**Task goal**:
Report all lines of the data below that hold the word "against".

---------- Data for this exercise ----------

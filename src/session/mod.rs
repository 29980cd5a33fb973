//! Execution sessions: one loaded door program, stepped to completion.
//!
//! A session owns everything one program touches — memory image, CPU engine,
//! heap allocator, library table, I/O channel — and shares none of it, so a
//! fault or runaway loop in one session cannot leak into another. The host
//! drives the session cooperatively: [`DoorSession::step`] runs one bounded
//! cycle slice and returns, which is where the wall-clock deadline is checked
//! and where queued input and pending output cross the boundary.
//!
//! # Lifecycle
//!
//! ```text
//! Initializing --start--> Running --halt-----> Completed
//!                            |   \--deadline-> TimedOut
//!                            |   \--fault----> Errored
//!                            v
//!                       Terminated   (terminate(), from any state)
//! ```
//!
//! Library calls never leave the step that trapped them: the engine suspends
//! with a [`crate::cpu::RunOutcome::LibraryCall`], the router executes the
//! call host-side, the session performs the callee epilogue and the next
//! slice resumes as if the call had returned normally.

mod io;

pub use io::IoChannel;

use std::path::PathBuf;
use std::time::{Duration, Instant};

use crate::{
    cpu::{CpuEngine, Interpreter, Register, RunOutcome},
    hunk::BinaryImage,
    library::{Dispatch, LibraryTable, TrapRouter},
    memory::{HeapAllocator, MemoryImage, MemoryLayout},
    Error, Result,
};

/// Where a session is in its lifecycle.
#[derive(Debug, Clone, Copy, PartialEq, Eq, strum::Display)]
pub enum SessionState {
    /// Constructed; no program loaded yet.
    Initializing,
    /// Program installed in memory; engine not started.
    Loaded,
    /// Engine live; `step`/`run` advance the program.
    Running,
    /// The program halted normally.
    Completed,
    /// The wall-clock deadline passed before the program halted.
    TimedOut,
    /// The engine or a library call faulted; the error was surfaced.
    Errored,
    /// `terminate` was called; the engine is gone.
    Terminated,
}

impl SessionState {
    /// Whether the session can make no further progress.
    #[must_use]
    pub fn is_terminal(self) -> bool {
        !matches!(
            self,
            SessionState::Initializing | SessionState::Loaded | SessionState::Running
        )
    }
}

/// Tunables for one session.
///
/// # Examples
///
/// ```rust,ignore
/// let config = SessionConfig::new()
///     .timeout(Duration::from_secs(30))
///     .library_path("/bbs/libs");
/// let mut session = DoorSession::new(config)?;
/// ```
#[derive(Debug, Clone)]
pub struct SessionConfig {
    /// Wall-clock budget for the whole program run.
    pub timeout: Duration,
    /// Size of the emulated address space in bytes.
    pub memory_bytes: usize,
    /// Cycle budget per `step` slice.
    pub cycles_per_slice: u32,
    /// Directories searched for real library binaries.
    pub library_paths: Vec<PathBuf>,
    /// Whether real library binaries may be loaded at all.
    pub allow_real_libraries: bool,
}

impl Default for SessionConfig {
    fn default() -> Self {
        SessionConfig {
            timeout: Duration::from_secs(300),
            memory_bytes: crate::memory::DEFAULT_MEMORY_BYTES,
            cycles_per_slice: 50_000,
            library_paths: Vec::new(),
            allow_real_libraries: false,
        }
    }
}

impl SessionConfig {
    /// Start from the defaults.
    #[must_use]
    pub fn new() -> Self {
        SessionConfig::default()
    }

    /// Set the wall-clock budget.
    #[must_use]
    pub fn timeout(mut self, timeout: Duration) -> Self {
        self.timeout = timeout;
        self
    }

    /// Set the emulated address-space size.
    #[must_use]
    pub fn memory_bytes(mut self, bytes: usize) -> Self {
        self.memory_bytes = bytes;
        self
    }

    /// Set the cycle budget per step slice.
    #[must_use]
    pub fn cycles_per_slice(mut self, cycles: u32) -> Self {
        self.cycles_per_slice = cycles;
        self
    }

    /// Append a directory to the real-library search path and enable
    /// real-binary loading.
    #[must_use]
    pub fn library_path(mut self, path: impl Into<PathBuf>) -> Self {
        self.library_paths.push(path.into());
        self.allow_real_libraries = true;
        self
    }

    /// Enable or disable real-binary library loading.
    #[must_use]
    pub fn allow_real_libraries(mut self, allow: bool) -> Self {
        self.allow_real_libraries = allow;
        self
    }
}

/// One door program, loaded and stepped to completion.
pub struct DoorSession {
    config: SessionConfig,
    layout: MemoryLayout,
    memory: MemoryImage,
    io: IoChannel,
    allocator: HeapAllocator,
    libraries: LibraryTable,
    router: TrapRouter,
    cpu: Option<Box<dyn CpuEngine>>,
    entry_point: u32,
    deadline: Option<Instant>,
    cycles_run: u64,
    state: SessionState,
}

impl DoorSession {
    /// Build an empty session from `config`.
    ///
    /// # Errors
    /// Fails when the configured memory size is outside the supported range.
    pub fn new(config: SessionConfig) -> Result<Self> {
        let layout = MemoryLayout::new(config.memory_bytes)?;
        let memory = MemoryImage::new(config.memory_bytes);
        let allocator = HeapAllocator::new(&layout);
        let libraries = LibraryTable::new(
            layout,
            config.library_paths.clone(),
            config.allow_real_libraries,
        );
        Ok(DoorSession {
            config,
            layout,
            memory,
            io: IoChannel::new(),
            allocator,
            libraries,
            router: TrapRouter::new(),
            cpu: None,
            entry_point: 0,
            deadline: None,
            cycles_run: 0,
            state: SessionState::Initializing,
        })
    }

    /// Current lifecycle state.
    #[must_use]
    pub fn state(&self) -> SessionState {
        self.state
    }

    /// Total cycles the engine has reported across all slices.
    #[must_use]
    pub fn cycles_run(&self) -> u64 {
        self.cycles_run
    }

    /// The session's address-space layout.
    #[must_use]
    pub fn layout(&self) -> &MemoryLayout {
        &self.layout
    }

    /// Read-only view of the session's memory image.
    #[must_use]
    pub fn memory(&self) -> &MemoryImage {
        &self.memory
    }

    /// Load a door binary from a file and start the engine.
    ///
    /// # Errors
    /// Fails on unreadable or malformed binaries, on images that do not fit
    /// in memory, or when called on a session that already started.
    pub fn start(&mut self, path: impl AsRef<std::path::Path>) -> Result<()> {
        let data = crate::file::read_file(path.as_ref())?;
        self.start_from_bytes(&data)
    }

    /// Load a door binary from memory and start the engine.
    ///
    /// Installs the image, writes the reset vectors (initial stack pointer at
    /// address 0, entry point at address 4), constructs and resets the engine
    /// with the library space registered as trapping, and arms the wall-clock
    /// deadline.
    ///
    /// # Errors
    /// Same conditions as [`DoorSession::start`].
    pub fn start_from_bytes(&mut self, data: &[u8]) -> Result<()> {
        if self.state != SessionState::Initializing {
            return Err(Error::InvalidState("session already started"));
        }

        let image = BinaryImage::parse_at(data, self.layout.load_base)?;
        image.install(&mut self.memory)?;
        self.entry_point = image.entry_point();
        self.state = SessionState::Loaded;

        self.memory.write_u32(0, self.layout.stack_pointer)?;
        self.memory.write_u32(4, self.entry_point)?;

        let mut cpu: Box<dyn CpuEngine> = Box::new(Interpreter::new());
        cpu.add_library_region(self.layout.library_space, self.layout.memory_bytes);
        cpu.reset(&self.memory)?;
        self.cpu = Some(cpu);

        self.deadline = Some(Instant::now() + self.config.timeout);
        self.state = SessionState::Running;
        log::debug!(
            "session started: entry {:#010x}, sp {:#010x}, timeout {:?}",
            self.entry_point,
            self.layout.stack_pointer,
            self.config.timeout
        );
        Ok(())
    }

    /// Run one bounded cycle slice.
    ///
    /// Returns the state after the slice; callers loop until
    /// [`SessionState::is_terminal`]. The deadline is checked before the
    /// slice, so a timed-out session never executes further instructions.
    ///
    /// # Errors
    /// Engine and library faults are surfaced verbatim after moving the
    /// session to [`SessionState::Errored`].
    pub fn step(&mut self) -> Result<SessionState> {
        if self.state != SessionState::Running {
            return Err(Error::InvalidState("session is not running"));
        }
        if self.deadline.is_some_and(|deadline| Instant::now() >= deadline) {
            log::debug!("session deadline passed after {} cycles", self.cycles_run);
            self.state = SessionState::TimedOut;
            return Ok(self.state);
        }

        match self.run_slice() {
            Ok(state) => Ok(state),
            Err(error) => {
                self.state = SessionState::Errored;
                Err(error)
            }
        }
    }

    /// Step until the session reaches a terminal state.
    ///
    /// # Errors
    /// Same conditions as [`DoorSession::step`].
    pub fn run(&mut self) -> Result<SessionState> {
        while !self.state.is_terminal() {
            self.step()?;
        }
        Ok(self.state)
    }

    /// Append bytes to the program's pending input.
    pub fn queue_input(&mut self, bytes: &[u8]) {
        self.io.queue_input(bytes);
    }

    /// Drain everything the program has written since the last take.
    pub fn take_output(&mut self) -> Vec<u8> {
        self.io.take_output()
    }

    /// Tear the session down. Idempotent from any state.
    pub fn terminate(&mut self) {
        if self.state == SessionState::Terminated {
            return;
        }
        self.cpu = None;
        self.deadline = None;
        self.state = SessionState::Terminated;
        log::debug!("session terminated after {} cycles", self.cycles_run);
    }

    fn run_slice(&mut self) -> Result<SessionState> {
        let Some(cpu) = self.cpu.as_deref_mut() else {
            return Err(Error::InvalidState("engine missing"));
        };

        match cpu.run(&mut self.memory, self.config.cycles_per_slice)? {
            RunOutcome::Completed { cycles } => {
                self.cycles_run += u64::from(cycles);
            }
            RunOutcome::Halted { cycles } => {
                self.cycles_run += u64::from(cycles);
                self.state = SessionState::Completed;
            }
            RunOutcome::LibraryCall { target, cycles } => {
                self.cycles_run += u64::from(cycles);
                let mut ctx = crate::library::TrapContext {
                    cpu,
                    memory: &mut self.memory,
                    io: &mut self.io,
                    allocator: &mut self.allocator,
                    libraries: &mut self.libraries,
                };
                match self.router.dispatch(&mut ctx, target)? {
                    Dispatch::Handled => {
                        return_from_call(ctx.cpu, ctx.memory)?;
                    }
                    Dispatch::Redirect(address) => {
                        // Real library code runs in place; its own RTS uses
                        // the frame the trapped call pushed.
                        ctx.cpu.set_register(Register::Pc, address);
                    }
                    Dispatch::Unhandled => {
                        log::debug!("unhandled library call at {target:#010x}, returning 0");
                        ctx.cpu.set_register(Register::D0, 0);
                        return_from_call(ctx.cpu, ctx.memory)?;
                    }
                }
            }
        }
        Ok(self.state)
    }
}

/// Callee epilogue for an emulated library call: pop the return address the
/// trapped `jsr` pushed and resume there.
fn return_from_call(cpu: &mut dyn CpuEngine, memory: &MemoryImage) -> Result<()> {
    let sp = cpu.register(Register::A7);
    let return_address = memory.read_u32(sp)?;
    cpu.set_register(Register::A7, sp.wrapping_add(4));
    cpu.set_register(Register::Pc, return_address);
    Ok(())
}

----------
---------- Data for this exercise ----------

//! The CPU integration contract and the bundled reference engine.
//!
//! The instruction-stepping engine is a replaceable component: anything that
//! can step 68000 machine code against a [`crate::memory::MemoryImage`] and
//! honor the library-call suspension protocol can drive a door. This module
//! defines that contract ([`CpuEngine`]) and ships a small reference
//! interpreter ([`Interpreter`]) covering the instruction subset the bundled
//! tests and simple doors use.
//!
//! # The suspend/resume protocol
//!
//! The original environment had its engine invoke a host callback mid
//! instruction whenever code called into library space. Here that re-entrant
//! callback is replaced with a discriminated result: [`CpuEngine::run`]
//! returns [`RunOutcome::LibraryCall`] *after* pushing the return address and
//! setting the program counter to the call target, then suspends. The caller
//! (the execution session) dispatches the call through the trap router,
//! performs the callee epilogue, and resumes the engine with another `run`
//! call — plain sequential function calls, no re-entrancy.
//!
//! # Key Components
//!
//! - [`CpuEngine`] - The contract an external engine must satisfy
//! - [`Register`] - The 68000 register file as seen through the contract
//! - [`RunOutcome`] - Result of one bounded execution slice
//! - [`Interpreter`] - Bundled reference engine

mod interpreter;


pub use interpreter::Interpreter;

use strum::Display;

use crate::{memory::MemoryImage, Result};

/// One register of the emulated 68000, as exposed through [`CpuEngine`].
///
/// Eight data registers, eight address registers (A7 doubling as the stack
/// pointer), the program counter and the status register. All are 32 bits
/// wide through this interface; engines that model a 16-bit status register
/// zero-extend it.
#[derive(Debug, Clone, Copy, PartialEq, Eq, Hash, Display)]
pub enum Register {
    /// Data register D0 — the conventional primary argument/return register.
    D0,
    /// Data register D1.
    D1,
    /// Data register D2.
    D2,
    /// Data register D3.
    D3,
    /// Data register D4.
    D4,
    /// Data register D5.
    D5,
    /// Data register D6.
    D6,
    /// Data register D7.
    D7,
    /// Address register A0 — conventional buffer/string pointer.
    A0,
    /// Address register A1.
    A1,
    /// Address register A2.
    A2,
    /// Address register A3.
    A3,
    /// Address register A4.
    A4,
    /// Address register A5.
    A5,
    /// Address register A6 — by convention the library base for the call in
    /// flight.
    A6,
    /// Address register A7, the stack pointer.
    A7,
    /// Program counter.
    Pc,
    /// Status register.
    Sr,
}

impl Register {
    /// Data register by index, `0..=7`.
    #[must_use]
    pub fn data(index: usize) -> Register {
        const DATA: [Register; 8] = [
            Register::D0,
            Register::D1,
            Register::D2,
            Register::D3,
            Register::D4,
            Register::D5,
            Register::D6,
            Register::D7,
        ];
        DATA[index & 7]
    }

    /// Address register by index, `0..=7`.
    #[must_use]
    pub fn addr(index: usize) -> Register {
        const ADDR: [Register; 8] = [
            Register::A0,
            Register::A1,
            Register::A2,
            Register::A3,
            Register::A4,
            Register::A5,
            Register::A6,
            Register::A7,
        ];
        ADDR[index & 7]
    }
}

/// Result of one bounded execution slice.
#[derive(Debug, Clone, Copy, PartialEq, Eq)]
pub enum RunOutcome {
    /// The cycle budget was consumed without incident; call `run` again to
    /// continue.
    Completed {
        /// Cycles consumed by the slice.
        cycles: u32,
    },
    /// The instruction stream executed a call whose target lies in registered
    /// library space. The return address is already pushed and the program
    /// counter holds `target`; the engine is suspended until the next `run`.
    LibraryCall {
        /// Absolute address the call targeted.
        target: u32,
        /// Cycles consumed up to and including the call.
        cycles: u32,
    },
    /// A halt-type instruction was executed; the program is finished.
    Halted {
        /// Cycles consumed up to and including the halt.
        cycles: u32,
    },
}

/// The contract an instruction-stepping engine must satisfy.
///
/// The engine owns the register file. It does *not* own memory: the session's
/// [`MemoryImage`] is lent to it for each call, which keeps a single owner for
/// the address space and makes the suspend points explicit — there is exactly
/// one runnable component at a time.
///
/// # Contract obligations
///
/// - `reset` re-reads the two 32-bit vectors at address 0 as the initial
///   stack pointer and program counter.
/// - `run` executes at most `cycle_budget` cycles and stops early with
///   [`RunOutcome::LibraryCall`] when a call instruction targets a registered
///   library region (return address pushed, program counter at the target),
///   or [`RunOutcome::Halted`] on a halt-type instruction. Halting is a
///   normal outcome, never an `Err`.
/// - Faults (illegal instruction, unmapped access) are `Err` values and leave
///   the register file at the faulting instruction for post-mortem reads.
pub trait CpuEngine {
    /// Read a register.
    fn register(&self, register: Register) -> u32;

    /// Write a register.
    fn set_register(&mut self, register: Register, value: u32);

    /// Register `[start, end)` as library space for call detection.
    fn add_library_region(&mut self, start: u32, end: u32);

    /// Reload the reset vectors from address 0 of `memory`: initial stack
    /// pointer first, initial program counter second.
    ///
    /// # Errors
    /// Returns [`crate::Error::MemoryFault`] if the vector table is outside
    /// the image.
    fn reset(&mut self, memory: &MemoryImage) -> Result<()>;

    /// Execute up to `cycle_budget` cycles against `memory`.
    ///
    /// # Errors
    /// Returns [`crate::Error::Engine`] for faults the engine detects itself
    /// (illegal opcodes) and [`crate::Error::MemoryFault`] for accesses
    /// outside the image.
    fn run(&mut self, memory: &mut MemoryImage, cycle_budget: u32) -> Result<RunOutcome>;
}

----------

**Result for this exercise**:
//! can step 68000 machine code against a [`crate::memory::MemoryImage`] and
    /// Execute up to `cycle_budget` cycles against `memory`.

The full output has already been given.